Anti-Bullying Policy

Over image via lets.book, Flickr
Bullying has no place in Athletics and should not be tolerated. The Mount Merrion Athletics Club promotes a positive anti-bullying ethos, implements best practice together with raising awareness amongst coaches and volunteers.

All Members must be aware and comply with the Clubs and the Athletics Association of Ireland’s Code of Conduct and Behaviour, which promotes the rights and dignity of each member.

What is Bullying?

Bullying can be defined as follows: repeated aggression be it verbal, psychological, or physical conducted by an individual or group against others.

Bullying is behaviour that is intentionally aggravating and intimidating and it includes behaviour such as teasing, taunting, exclusion, tormenting (e.g. hiding possessions, threatening gestures), threatening, spreading rumours, hitting and extortion, by one or more persons against a victim.

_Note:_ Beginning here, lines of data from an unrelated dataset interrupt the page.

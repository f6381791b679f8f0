//! Effects: parameters, techniques and passes over one shader source.
//!
//! An [`Effect`] is built from an [`EffectDescriptor`]. The immutable part
//! (descriptor, generated GLSL, techniques, shader descriptions and the
//! compiled-shader cache) lives in a shared template; parameters belong to
//! the instance. [`Effect::clone_instance`] gives a second set of parameter
//! values over the same template, so clones never recompile.

pub mod codegen;
pub mod desc;
pub mod parameter;

use std::collections::HashMap;
use std::hash::{DefaultHasher, Hash, Hasher};
use std::sync::Arc;

use crate::error::GraphicsError;
use crate::shader::cache::ShaderCache;
use crate::types::{PerStage, ShaderStage, ShaderStageFlags};

pub use desc::{
    CBufferDesc, CombinedSamplerDesc, DefaultValue, EffectDescriptor, Macro, ParameterDesc,
    PassDesc, TechniqueDesc, GLOBAL_CBUFFER,
};
pub use parameter::{EffectParameter, ParameterData, ParameterType, ParameterValue};

/// A distinct stage compile of an effect.
///
/// Passes that request the same entry point, profile and macros share one
/// description.
#[derive(Debug, Clone, PartialEq, Eq)]
pub struct ShaderDesc {
    pub stage: ShaderStage,
    pub entry_point: String,
    pub profile: String,
    pub macros_hash: u64,
}

/// One pass of a technique.
#[derive(Debug, Clone)]
pub struct Pass {
    name: String,
    macros: Vec<Macro>,
    shaders: PerStage<Option<usize>>,
}
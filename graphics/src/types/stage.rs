//! Shader stages.

use std::ops::{Index, IndexMut};

use bitflags::bitflags;
use serde::{Deserialize, Serialize};

/// A programmable pipeline stage.
#[derive(Debug, Clone, Copy, PartialEq, Eq, Hash, PartialOrd, Ord, Serialize, Deserialize)]
pub enum ShaderStage {
    Vertex,
    Pixel,
    Geometry,
    Hull,
    Domain,
    Compute,
}

impl ShaderStage {
    /// Number of stages.
    pub const COUNT: usize = 6;

    /// All stages in pipeline order.
    pub const ALL: [ShaderStage; Self::COUNT] = [
        ShaderStage::Vertex,
        ShaderStage::Pixel,
        ShaderStage::Geometry,
        ShaderStage::Hull,
        ShaderStage::Domain,
        ShaderStage::Compute,
    ];

    /// Dense index of this stage.
    pub fn index(self) -> usize {
        self as usize
    }

    /// Lowercase stage name used in logs.
    pub fn name(self) -> &'static str {
        match self {
            Self::Vertex => "vertex",
            Self::Pixel => "pixel",
            Self::Geometry => "geometry",
            Self::Hull => "hull",
            Self::Domain => "domain",
            Self::Compute => "compute",
        }
    }

    /// Preprocessor symbol defined while compiling this stage.
    pub fn define(self) -> &'static str {
        match self {
            Self::Vertex => "KLAYGE_VERTEX_SHADER",
            Self::Pixel => "KLAYGE_PIXEL_SHADER",
            Self::Geometry => "KLAYGE_GEOMETRY_SHADER",
            Self::Hull => "KLAYGE_HULL_SHADER",
            Self::Domain => "KLAYGE_DOMAIN_SHADER",
            Self::Compute => "KLAYGE_COMPUTE_SHADER",
        }
    }

    /// Profile used when a pass does not name one.
    pub fn default_profile(self) -> &'static str {
        match self {
            Self::Vertex => "vs_5_0",
            Self::Pixel => "ps_5_0",
            Self::Geometry => "gs_5_0",
            Self::Hull => "hs_5_0",
            Self::Domain => "ds_5_0",
            Self::Compute => "cs_5_0",
        }
    }

    /// The single-bit mask for this stage.
    pub fn flag(self) -> ShaderStageFlags {
        match self {
            Self::Vertex => ShaderStageFlags::VERTEX,
            Self::Pixel => ShaderStageFlags::PIXEL,
            Self::Geometry => ShaderStageFlags::GEOMETRY,
            Self::Hull => ShaderStageFlags::HULL,
            Self::Domain => ShaderStageFlags::DOMAIN,
            Self::Compute => ShaderStageFlags::COMPUTE,
        }
    }
}

impl std::fmt::Display for ShaderStage {
    fn fmt(&self, f: &mut std::fmt::Formatter<'_>) -> std::fmt::Result {
        f.write_str(self.name())
    }
}

bitflags! {
    /// Set of shader stages.
    #[derive(Debug, Clone, Copy, PartialEq, Eq, Hash, Default)]
    pub struct ShaderStageFlags: u32 {
        const VERTEX = 1 << 0;
        const PIXEL = 1 << 1;
        const GEOMETRY = 1 << 2;
        const HULL = 1 << 3;
        const DOMAIN = 1 << 4;
        const COMPUTE = 1 << 5;
        const GRAPHICS = Self::VERTEX.bits()
            | Self::PIXEL.bits()
            | Self::GEOMETRY.bits()
            | Self::HULL.bits()
            | Self::DOMAIN.bits();
    }
}

impl ShaderStageFlags {
    /// Iterate the stages contained in this set, in pipeline order.
    pub fn stages(self) -> impl Iterator<Item = ShaderStage> {
        ShaderStage::ALL
            .into_iter()
            .filter(move |stage| self.contains(stage.flag()))
    }
}

impl FromIterator<ShaderStage> for ShaderStageFlags {
    fn from_iter<I: IntoIterator<Item = ShaderStage>>(iter: I) -> Self {
        iter.into_iter()
            .fold(Self::empty(), |flags, stage| flags | stage.flag())
    }
}

/// One value per shader stage.
#[derive(Debug, Clone, Default, PartialEq)]
pub struct PerStage<T>([T; ShaderStage::COUNT]);

impl<T> PerStage<T> {
    /// Build by calling `f` for every stage.
    pub fn from_fn(mut f: impl FnMut(ShaderStage) -> T) -> Self {
        Self(std::array::from_fn(|i| f(ShaderStage::ALL[i])))
    }

    /// Iterate `(stage, value)` pairs in pipeline order.
    pub fn iter(&self) -> impl Iterator<Item = (ShaderStage, &T)> {
        ShaderStage::ALL.into_iter().zip(self.0.iter())
    }

    /// Iterate `(stage, value)` pairs mutably.
    pub fn iter_mut(&mut self) -> impl Iterator<Item = (ShaderStage, &mut T)> {
        ShaderStage::ALL.into_iter().zip(self.0.iter_mut())
    }
}

impl<T> Index<ShaderStage> for PerStage<T> {
    type Output = T;

    fn index(&self, stage: ShaderStage) -> &T {
        &self.0[stage.index()]
    }
}

impl<T> IndexMut<ShaderStage> for PerStage<T> {
    fn index_mut(&mut self, stage: ShaderStage) -> &mut T {
        &mut self.0[stage.index()]
    }
}
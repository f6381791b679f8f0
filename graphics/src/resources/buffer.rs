//! GPU buffer resource bound as a structured/raw shader buffer.

use crate::backend::GpuBuffer;
use crate::types::BufferDescriptor;

use super::ResourceId;

/// A GPU buffer bound through a buffer slot.
pub struct Buffer {
    id: ResourceId,
    descriptor: BufferDescriptor,
    gpu: GpuBuffer,
}

impl Buffer {
    /// Create a new buffer (called by render contexts).
    pub(crate) fn new(descriptor: BufferDescriptor, gpu: GpuBuffer) -> Self {
        Self {
            id: ResourceId::next(),
            descriptor,
            gpu,
        }
    }

    /// Resource identity.
    pub fn id(&self) -> ResourceId {
        self.id
    }

    /// Get the buffer descriptor.
    pub fn descriptor(&self) -> &BufferDescriptor {
        &self.descriptor
    }

    /// Get the buffer size in bytes.
    pub fn size(&self) -> u64 {
        self.descriptor.size
    }

    /// Backend handle.
    pub fn gpu_handle(&self) -> &GpuBuffer {
        &self.gpu
    }
}

impl std::fmt::Debug for Buffer {
    fn fmt(&self, f: &mut std::fmt::Formatter<'_>) -> std::fmt::Result {
        f.debug_struct("Buffer")
            .field("id", &self.id)
            .field("size", &self.descriptor.size)
            .field("usage", &self.descriptor.usage)
            .field("label", &self.descriptor.label)
            .finish()
    }
}

static_assertions::assert_impl_all!(Buffer: Send, Sync);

Bullying has 7 key features:

  1. An intention to be hurtful
  2. The intention is carried out
  3. The behaviour harms the target
  4. The bully overwhelms the target with his or her power
  5. There is often no justification for the action
  6. The behaviour repeats itself again and again
  7. The bully derives a sense of satisfaction from hurting the target

All bullies operate using furtiveness, threats and fear. Bullying can therefore only survive in an environment where the victim does not feel empowered to tell someone who can help or in which it is not safe to do so.

The Effects of Bullying

The effects of bullying can last for some time and can significantly affect an individual’s well-being, causing poor social development and depression. The outcomes of bullying can include:

  • Physical injury, headaches, stomach aches.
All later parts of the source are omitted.